Cigna requires prior authorization for Haegarda with specialist diagnosis, lab confirmation (low C4), and documented HAE attack history. Submit through your HAE specialist using Cigna's C1-esterase inhibitor PA form. If denied, you have 180 days for internal appeals and 4 months for external review through New York DFS. First step today: Confirm your HAE specialist has current labs and attack records, then request PA submission with CSL Behring copay assistance screening.


Table of Contents

  1. Coverage Requirements & Prior Authorization
  2. Step-by-Step: Fastest Path to Approval
  3. Common Denial Reasons & How to Fix Them
  4. Cost-Saving Strategies
  5. Appeals Process in New York
  6. Specialty Pharmacy Coordination
  7. When Coverage Changes: Annual Renewals
  8. FAQ

Coverage Requirements & Prior Authorization

Cigna treats Haegarda as a specialty medication requiring prior authorization under their C1-esterase inhibitor policy. The drug is typically placed on a high specialty tier with significant coinsurance rather than a flat copay.

Coverage at a Glance

Requirement What it means Where to find it Source
Prior Authorization Must be approved before dispensing Cigna PA policy Cigna
Specialist Requirement Allergist/immunologist or HAE specialist Same policy Cigna
Lab Documentation Low C4 level by reference range Same policy Cigna
Age Restriction ≥6 years for prophylaxis FDA label FDA
Quantity Limits Up to 48 vials per 28 days (2000 IU) Cigna quantity policy Cigna
Specialty Pharmacy Usually required (Accredo common) Member benefits or pharmacy team Plan-specific
Note: New York residents have extended appeal rights through the state's external review program, giving you additional leverage if Cigna initially denies coverage.

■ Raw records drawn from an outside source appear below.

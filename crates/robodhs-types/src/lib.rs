use std::fmt;

use chrono::{DateTime, Utc};
use serde::{Deserialize, Serialize};
use thiserror::Error;
use uuid::Uuid;

/// Message tags of the DCSS text protocol understood by the bridge.
pub mod tags {
    pub const STOC_SEND_CLIENT_TYPE: &str = "stoc_send_client_type";
    pub const STOH_REGISTER_OPERATION: &str = "stoh_register_operation";
    pub const STOH_REGISTER_STRING: &str = "stoh_register_string";
    pub const STOH_START_OPERATION: &str = "stoh_start_operation";
    pub const STOH_ABORT_ALL: &str = "stoh_abort_all";
    pub const STOH_HEARTBEAT: &str = "stoh_heartbeat";

    pub const HTOS_CLIENT_IS_HARDWARE: &str = "htos_client_is_hardware";
    pub const HTOS_OPERATION_COMPLETED: &str = "htos_operation_completed";
    pub const HTOS_OPERATION_UPDATE: &str = "htos_operation_update";
    pub const HTOS_SET_STRING_COMPLETED: &str = "htos_set_string_completed";
    pub const HTOS_LOG: &str = "htos_log";
    pub const HTOS_HEARTBEAT: &str = "htos_heartbeat";
}

/// Reason codes carried by failure replies.
pub mod reason {
    pub const DUPLICATE_TOKEN: &str = "duplicate_token";
    pub const ROBOT_UNAVAILABLE: &str = "robot_unavailable";
    pub const ROBOT_CONNECTION_LOST: &str = "robot_connection_lost";
    pub const TIMEOUT: &str = "timeout";
    pub const UNSUPPORTED_OPERATION: &str = "unsupported_operation";
    pub const UNSUPPORTED_TASK: &str = "unsupported_task";
    pub const NOT_IMPLEMENTED: &str = "not_implemented";
    pub const BAD_ARGUMENT: &str = "bad_argument";
    pub const SHUTTING_DOWN: &str = "shutting_down";
    pub const CANCELLED: &str = "cancelled";
}

/// Which side of the bridge a [`Frame`] travels on.
#[derive(Debug, Clone, Copy, PartialEq, Eq, Hash, Serialize, Deserialize)]
pub enum Direction {
    /// Control system → bridge (`stoh_*` / `stoc_*`).
    Inbound,
    /// Bridge → control system (`htos_*`).
    Outbound,
}

/// Correlation token linking an inbound command to its reply.
///
/// For DCSS this is the operation handle (e.g. `"1.7"`).
#[derive(Debug, Clone, PartialEq, Eq, Hash, PartialOrd, Ord, Serialize, Deserialize)]
pub struct Token(String);

impl Token {
    pub fn new(value: impl Into<String>) -> Self {
        Self(value.into())
    }

    pub fn as_str(&self) -> &str {
        &self.0
    }
}

impl fmt::Display for Token {
    fn fmt(&self, f: &mut fmt::Formatter<'_>) -> fmt::Result {
        f.write_str(&self.0)
    }
}

impl From<&str> for Token {
    fn from(value: &str) -> Self {
        Self::new(value)
    }
}

/// Lifetime of one control-system connection. Every reconnect starts a new
/// epoch and invalidates the state of the previous one.
#[derive(Debug, Clone, Copy, Default, PartialEq, Eq, Hash, PartialOrd, Ord, Serialize, Deserialize)]
pub struct Epoch(pub u64);

impl Epoch {
    pub fn next(self) -> Self {
        Self(self.0 + 1)
    }
}

impl fmt::Display for Epoch {
    fn fmt(&self, f: &mut fmt::Formatter<'_>) -> fmt::Result {
        write!(f, "{}", self.0)
    }
}

/// An immutable parsed unit of the control-system wire protocol.
#[derive(Debug, Clone, PartialEq, Eq, Serialize, Deserialize)]
pub struct Frame {
    pub direction: Direction,
    /// Message tag, e.g. `stoh_start_operation`.
    pub operation: String,
    /// Positional arguments, excluding the correlation token.
    pub args: Vec<String>,
    pub token: Option<Token>,
}

/// Status word of an `htos_operation_completed` reply.
#[derive(Debug, Clone, Copy, PartialEq, Eq)]
pub enum CompletionStatus {
    Normal,
    Error,
    Aborted,
}

impl CompletionStatus {
    pub fn as_str(&self) -> &'static str {
        match self {
            CompletionStatus::Normal => "normal",
            CompletionStatus::Error => "error",
            CompletionStatus::Aborted => "aborted",
        }
    }
}

/// Severity word of an `htos_log` message.
#[derive(Debug, Clone, Copy, PartialEq, Eq)]
pub enum LogLevel {
    Info,
    Note,
    Warning,
    Error,
}

impl LogLevel {
    pub fn as_str(&self) -> &'static str {
        match self {
            LogLevel::Info => "info",
            LogLevel::Note => "note",
            LogLevel::Warning => "warning",
            LogLevel::Error => "error",
        }
    }
}

impl Frame {
    pub fn inbound(operation: impl Into<String>, args: Vec<String>) -> Self {
        Self {
            direction: Direction::Inbound,
            operation: operation.into(),
            args,
            token: None,
        }
    }

    pub fn outbound(operation: impl Into<String>, args: Vec<String>) -> Self {
        Self {
            direction: Direction::Outbound,
            operation: operation.into(),
            args,
            token: None,
        }
    }

    /// Attach a correlation token (builder-style).
    pub fn with_token(mut self, token: Token) -> Self {
        self.token = Some(token);
        self
    }

    pub fn arg(&self, index: usize) -> Option<&str> {
        self.args.get(index).map(String::as_str)
    }

    /// `htos_client_is_hardware <name>` – registration with DCSS.
    pub fn client_is_hardware(name: &str) -> Self {
        Self::outbound(tags::HTOS_CLIENT_IS_HARDWARE, vec![name.to_string()])
    }

    /// `htos_heartbeat <seq>` – liveness frame.
    pub fn heartbeat(seq: u64) -> Self {
        Self::outbound(tags::HTOS_HEARTBEAT, vec![seq.to_string()])
    }

    /// Terminal reply for the DCSS operation `op` identified by `token`.
    ///
    /// `words` are appended verbatim after the status word, one argument per
    /// word, so `["reason", "jam"]` encodes as `... error reason jam`.
    pub fn operation_completed(
        op: &str,
        token: Token,
        status: CompletionStatus,
        words: &[&str],
    ) -> Self {
        let mut args = vec![op.to_string(), status.as_str().to_string()];
        args.extend(words.iter().map(|w| w.to_string()));
        Self::outbound(tags::HTOS_OPERATION_COMPLETED, args).with_token(token)
    }

    /// Non-terminal progress message for an in-flight operation.
    pub fn operation_update(op: &str, token: Token, message: &str) -> Self {
        let mut args = vec![op.to_string()];
        args.extend(message.split_whitespace().map(str::to_string));
        Self::outbound(tags::HTOS_OPERATION_UPDATE, args).with_token(token)
    }

    /// `htos_set_string_completed <name> normal <value…>`.
    pub fn set_string(name: &str, values: Vec<String>) -> Self {
        let mut args = vec![name.to_string(), "normal".to_string()];
        args.extend(values);
        Self::outbound(tags::HTOS_SET_STRING_COMPLETED, args)
    }

    /// `htos_log <level> <message words>`.
    pub fn log(level: LogLevel, message: &str) -> Self {
        let mut args = vec![level.as_str().to_string()];
        args.extend(message.split_whitespace().map(str::to_string));
        Self::outbound(tags::HTOS_LOG, args)
    }
}

/// Sample-holder position inside the robot dewar.
#[derive(Debug, Clone, Copy, PartialEq, Eq, Hash, Serialize, Deserialize)]
#[serde(rename_all = "lowercase")]
pub enum Position {
    Left,
    Middle,
    Right,
}

impl Position {
    pub const ALL: [Position; 3] = [Position::Left, Position::Middle, Position::Right];

    /// Parse the single-letter DCSS cassette code (`l`, `m`, `r`).
    pub fn from_code(code: &str) -> Option<Self> {
        match code {
            "l" => Some(Position::Left),
            "m" => Some(Position::Middle),
            "r" => Some(Position::Right),
            _ => None,
        }
    }

    pub fn code(&self) -> char {
        match self {
            Position::Left => 'l',
            Position::Middle => 'm',
            Position::Right => 'r',
        }
    }

    pub fn as_str(&self) -> &'static str {
        match self {
            Position::Left => "left",
            Position::Middle => "middle",
            Position::Right => "right",
        }
    }

    pub fn from_index(index: usize) -> Option<Self> {
        Self::ALL.get(index).copied()
    }
}

/// A sample port addressed the way DCSS does: cassette, row, column letter.
#[derive(Debug, Clone, Copy, PartialEq, Eq, Hash, Serialize, Deserialize)]
pub struct SamplePort {
    pub position: Position,
    pub row: u32,
    pub column: char,
}

impl fmt::Display for SamplePort {
    fn fmt(&self, f: &mut fmt::Formatter<'_>) -> fmt::Result {
        write!(f, "{} {} {}", self.position.code(), self.row, self.column)
    }
}

/// Identifier of one outstanding call against the robot-control service.
#[derive(Debug, Clone, Copy, PartialEq, Eq, Hash, Serialize, Deserialize)]
pub struct OperationId(pub Uuid);

impl OperationId {
    pub fn new() -> Self {
        Self(Uuid::new_v4())
    }
}

impl Default for OperationId {
    fn default() -> Self {
        Self::new()
    }
}

impl fmt::Display for OperationId {
    fn fmt(&self, f: &mut fmt::Formatter<'_>) -> fmt::Result {
        write!(f, "{}", self.0)
    }
}

/// A single request against the robot-control service.
#[derive(Debug, Clone, PartialEq, Serialize, Deserialize)]
pub struct RobotCall {
    /// Robot operation name, e.g. `"mount"` or `"reset_ports"`.
    pub operation: String,
    /// Target entity (position, output, calibration target …), if any.
    pub target: Option<String>,
    /// Operation-specific parameters.
    #[serde(default)]
    pub params: serde_json::Value,
}

impl RobotCall {
    pub fn new(operation: impl Into<String>) -> Self {
        Self {
            operation: operation.into(),
            target: None,
            params: serde_json::Value::Null,
        }
    }

    pub fn with_target(mut self, target: impl Into<String>) -> Self {
        self.target = Some(target.into());
        self
    }

    pub fn with_params(mut self, params: serde_json::Value) -> Self {
        self.params = params;
        self
    }
}

/// Final resolution of a robot operation. Every issued operation resolves
/// exactly once.
#[derive(Debug, Clone, PartialEq, Eq, Serialize, Deserialize)]
pub enum OperationOutcome {
    Succeeded { message: Option<String> },
    Failed { reason: String },
    TimedOut,
}

impl OperationOutcome {
    pub fn is_success(&self) -> bool {
        matches!(self, OperationOutcome::Succeeded { .. })
    }

    /// Reason code reported to the control system for a failed outcome.
    pub fn failure_reason(&self) -> Option<&str> {
        match self {
            OperationOutcome::Succeeded { .. } => None,
            OperationOutcome::Failed { reason } => Some(reason),
            OperationOutcome::TimedOut => Some(reason::TIMEOUT),
        }
    }
}

/// Unsolicited state-change notification from the robot-control service.
#[derive(Debug, Clone, Serialize, Deserialize)]
pub struct StateEvent {
    pub id: Uuid,
    pub timestamp: DateTime<Utc>,
    /// e.g. `"robot_status"`, `"lid_open"`, `"task_message"`.
    pub entity: String,
    pub old: Option<String>,
    pub new: String,
    pub fault: bool,
}

impl StateEvent {
    pub fn new(entity: impl Into<String>, old: Option<String>, new: impl Into<String>) -> Self {
        Self {
            id: Uuid::new_v4(),
            timestamp: Utc::now(),
            entity: entity.into(),
            old,
            new: new.into(),
            fault: false,
        }
    }

    pub fn fault(entity: impl Into<String>, new: impl Into<String>) -> Self {
        Self {
            fault: true,
            ..Self::new(entity, None, new)
        }
    }
}

/// Lifecycle of one inbound command.
#[derive(Debug, Clone, Copy, PartialEq, Eq, Hash, Serialize, Deserialize)]
pub enum CommandState {
    Received,
    Dispatched,
    Completed,
    Failed,
    Aborted,
}

impl CommandState {
    pub fn is_terminal(&self) -> bool {
        matches!(
            self,
            CommandState::Completed | CommandState::Failed | CommandState::Aborted
        )
    }
}

/// Connectivity status of the control-system session.
#[derive(Debug, Clone, Copy, PartialEq, Eq, Hash, Serialize, Deserialize)]
#[repr(u8)]
pub enum SessionState {
    Disconnected = 0,
    Connecting = 1,
    Registered = 2,
    Active = 3,
}

impl SessionState {
    pub fn from_u8(value: u8) -> Self {
        match value {
            1 => SessionState::Connecting,
            2 => SessionState::Registered,
            3 => SessionState::Active,
            _ => SessionState::Disconnected,
        }
    }
}

/// A frame that could not be decoded.
#[derive(Error, Debug, Clone, PartialEq, Eq)]
pub enum ProtocolError {
    /// The byte stream can no longer be trusted; the session must end.
    #[error("framing corruption: {reason} (raw: {raw:?})")]
    Framing { raw: String, reason: String },

    #[error("unknown operation in frame {raw:?}")]
    UnknownOperation { raw: String },

    #[error("malformed frame {raw:?}: {reason}")]
    Malformed { raw: String, reason: String },

    #[error("transport error: {0}")]
    Io(String),
}

impl ProtocolError {
    /// `true` when the session must be terminated rather than the single
    /// frame dropped.
    pub fn is_fatal(&self) -> bool {
        matches!(self, ProtocolError::Framing { .. } | ProtocolError::Io(_))
    }

    pub fn raw(&self) -> Option<&str> {
        match self {
            ProtocolError::Framing { raw, .. }
            | ProtocolError::UnknownOperation { raw }
            | ProtocolError::Malformed { raw, .. } => Some(raw),
            ProtocolError::Io(_) => None,
        }
    }
}

impl From<std::io::Error> for ProtocolError {
    fn from(e: std::io::Error) -> Self {
        ProtocolError::Io(e.to_string())
    }
}

/// Failures of the robot-control service client.
#[derive(Error, Debug, Clone, PartialEq, Eq)]
pub enum AdapterError {
    #[error("robot-control service unavailable: {0}")]
    Unavailable(String),

    #[error("robot transport error: {0}")]
    Transport(String),

    #[error("robot message encoding error: {0}")]
    Encode(String),
}

/// Bridge-wide error type.
#[derive(Error, Debug)]
pub enum BridgeError {
    #[error(transparent)]
    Protocol(#[from] ProtocolError),

    #[error(transparent)]
    Adapter(#[from] AdapterError),

    #[error("control-system session lost in epoch {epoch}: {reason}")]
    SessionLost { epoch: Epoch, reason: String },

    #[error("duplicate correlation token {0}")]
    DuplicateToken(Token),

    #[error("configuration error: {0}")]
    Config(String),

    #[error("I/O error: {0}")]
    Io(#[from] std::io::Error),

    #[error("fatal: {0}")]
    Fatal(String),
}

Step-by-Step: Fastest Path to Approval

1. Confirm HAE Diagnosis Documentation

Who: Your HAE specialist What: Gather lab results showing low C4 and C1-esterase inhibitor deficiency, plus documented attack history Timeline: Can be done immediately if labs are current

2. Submit Prior Authorization Request

Who: HAE specialist's office What: Complete Cigna's PA form with medical necessity letter How: Fax to Cigna precertification or submit via provider portal Timeline: Decision within 72 hours (24 hours if expedited)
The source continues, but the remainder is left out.